Day 75 – 101 km to Gravesend – An early start on a very peaceful morning. But basically more of the same. Officially the North Sea Cycle Route goes from Colchester to Harwich, but I’ll cycle to Dover, to cycle more of the route in France, Belgium an the Netherlands. The closer I get to London, the more the trash along the road seems to pile up. But as route number 1 goes to London from Chelmsford, I go south to Tilbury to take a ferry across the Thames to Gravesend.
Day 76 – 85 km to Canterbury – An even earlier start than yesterday, but I somehow managed to arrive quite late. Probably due to the many routes trough cities. That slows you down a lot. And today was maybe the worst trash-by-the-road-day. But the last hour to Canterbury was beautiful!
Day 77 – 31 + 41 km to De Panne – And yet another early start. This time to be able to catch the 12 o’clock ferry in Dover. In contrast to previous days, cycling to Dover is much nicer. Kent seems to have a little more diversity in the landscape. A little more forest and more hlls. Great for the view, not so great if you want to catch a ferry… But I managed it! I’m actally quite elated that I got to Dover. I really hadn’t expected to get this far. And now I’m in Belgium. A little bit home.
So, overall I raced through a pretty boring landscape and am really happy to be back in Belgium. I’ll be “home” in about a week!
The longing for ‘home’ the last week has lessened somewhat. I figured that one of the reasons why it increased, is bbecause there are less people on the road to have contact with. The holidays are over. And this area of England is pretty boring and less cycled. But still, you are never the only cyclist. Most cyclists you meet on the road are commuters or “wielrenners” (cyclists going for speed). Almost everyone smiles, waves or says hi. And then there are a couple with whom you have a small chat.
There are only a few people you meet for a longer time. Some you share an hour or more cycling together. Most you meet on campsites and spend the evening together. And on rare occasions (which happened twice for me) you meet people multiple times and even (aim to) cycle together after camping. But what I really like and what makes you feel less alone, is that you can stay in touch with other cyclists. Sharing experiences eventhough you’re not together, and knowing that you’re not the only one whose day sucked because of rain and wind.
Sharing the world with nature
The doom and gloom scenario that might await us if we don’t manage to stp climate change brings some people into a state of not caring anymore.
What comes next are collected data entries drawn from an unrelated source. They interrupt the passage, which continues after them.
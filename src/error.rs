use thiserror::Error;

#[derive(Error, Debug)]
pub enum Error {
    #[error("HTTP error: {0}")]
    Http(#[from] reqwest::Error),

    #[error("Invalid URL: {0}")]
    InvalidUrl(#[from] url::ParseError),

    #[error("Invalid header value: {0}")]
    InvalidHeader(#[from] reqwest::header::InvalidHeaderValue),

    #[error("ICMP error: {0}")]
    Icmp(String),

    #[error("IO error: {0}")]
    Io(#[from] std::io::Error),

    #[error("Configuration error: {0}")]
    Config(String),
}

pub type Result<T> = std::result::Result<T, Error>;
Some people believe that the human civilization is going to end and that the human population will go extinct. They then argue that it therefore doesn’t matter how they live. It’s doomed anyway. I strongly disagree with that. We are not the only ones on this earth. For me, even if this complete doom were true, the fact that we are not alone on this earth is the number one reason to never give up on making this world a better place and saving nature.
In some of my previous blogs I discussed or mentioned the cutting down of forests and addressed the benefits of planting more trees. But I do have to correct something after reding a bit more and talking to people on the road. The cutting down of forests in the north of Scotland is not a very bad thing. They actually try to restore the moors, with the acompanying biodiversity. In the meantime, millions of trees have been planted in the Caingorms, to restore the forests there.
It’s the small things
To keep more positive, there are so many small things on the road that make me happy. I have seen people – with children, great example! – pick up litter in their own community or on the beach. Also, most of the people I met on the road have a similar mindset when it comes to nature conservation or sustainability. Those conversations are a source of positive energy. Even smaller things making me happy are signs of Extinction Rebellion drawn on roads for instance. There are others out there actively fighting for a better world!